▸ Material provided
== == ==
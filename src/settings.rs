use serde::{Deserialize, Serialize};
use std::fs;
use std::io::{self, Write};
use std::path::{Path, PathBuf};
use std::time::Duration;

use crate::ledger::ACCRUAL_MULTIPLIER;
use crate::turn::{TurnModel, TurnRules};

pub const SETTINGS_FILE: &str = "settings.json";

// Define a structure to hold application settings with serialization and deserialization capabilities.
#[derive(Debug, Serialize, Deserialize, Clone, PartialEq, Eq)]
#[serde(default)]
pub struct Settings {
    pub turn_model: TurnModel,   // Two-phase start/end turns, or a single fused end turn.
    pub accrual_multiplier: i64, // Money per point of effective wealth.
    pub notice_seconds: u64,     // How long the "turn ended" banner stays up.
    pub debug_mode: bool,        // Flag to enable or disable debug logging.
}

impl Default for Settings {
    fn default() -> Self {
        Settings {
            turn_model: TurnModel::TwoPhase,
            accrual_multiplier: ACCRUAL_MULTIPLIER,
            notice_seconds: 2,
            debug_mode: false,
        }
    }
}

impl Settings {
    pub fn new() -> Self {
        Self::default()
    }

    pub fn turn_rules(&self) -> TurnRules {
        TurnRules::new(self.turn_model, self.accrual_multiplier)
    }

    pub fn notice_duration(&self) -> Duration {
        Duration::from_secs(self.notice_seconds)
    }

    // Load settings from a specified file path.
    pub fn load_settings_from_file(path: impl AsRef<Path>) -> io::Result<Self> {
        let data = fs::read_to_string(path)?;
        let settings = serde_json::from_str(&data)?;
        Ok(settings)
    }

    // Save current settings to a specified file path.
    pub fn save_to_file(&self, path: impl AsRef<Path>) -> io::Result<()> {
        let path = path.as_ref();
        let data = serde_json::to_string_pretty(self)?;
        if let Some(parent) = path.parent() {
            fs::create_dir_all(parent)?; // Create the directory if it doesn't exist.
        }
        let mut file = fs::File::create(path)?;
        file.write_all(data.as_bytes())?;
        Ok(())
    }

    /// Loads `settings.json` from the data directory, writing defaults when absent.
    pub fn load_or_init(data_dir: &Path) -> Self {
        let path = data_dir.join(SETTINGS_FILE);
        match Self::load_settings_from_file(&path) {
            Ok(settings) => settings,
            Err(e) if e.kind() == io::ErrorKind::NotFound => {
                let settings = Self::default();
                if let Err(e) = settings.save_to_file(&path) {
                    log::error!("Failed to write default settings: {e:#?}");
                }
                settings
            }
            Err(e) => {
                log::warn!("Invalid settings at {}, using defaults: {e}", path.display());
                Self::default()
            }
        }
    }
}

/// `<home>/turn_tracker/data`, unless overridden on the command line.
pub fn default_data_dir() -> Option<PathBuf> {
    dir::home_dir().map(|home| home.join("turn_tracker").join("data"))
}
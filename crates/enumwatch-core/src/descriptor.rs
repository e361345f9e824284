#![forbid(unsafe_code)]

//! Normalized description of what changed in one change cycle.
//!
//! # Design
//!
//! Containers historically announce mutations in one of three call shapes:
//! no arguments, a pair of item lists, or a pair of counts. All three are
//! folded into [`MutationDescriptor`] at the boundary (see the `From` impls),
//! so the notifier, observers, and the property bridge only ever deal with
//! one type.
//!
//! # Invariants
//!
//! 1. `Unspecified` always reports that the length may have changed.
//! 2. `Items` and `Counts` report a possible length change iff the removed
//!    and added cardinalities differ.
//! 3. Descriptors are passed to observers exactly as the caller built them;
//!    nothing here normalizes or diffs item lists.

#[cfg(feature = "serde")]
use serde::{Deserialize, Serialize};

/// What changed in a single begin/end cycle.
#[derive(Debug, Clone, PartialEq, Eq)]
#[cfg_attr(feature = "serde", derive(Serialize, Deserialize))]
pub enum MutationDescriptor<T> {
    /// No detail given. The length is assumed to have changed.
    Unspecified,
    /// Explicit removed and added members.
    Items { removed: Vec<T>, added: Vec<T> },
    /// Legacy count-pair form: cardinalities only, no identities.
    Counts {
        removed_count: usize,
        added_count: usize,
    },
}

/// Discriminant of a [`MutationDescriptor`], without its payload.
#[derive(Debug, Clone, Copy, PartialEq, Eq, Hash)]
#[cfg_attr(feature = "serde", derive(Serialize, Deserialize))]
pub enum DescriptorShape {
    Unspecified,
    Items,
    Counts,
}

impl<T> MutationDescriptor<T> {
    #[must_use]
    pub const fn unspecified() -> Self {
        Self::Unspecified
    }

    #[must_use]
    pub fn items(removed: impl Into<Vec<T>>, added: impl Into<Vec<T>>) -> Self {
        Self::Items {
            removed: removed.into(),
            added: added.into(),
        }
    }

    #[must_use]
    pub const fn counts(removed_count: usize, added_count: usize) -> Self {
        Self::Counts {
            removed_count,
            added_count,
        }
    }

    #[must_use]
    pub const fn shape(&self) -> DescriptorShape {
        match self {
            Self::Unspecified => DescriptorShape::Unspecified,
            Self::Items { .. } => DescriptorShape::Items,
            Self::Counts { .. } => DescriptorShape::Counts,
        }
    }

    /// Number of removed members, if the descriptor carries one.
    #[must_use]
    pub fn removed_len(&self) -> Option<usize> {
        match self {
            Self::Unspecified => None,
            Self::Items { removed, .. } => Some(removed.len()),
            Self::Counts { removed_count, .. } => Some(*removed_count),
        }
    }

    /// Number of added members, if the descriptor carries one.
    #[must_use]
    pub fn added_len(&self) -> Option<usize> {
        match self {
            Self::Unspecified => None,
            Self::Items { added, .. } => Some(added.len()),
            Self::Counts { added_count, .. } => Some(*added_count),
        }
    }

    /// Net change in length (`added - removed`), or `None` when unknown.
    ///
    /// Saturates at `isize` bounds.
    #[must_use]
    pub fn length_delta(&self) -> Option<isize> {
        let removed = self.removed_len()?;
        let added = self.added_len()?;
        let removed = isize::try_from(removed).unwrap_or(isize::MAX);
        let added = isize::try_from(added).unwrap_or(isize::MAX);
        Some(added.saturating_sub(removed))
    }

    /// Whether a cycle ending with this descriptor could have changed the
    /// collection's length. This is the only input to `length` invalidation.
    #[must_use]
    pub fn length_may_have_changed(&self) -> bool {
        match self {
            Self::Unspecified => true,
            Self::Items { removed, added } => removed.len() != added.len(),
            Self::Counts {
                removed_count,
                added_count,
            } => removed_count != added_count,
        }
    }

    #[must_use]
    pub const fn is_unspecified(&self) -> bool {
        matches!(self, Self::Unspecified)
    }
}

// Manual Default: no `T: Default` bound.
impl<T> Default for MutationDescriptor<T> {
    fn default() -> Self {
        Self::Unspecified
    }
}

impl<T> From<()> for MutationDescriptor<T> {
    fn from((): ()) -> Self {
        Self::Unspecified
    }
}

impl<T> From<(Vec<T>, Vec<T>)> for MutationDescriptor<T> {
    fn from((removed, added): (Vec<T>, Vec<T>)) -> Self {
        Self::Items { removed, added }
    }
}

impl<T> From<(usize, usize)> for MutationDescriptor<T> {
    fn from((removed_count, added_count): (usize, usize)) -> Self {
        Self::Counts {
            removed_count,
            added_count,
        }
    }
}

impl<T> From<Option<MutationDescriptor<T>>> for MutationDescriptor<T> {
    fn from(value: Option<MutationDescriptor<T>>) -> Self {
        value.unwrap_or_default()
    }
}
== == ==
▸ Task objective
Which of the lines above hold the string "filename"? Pick each of them out.

▸ Reply to the exercise
filename src/settings.rs
filename crates/enumwatch-core/src/descriptor.rs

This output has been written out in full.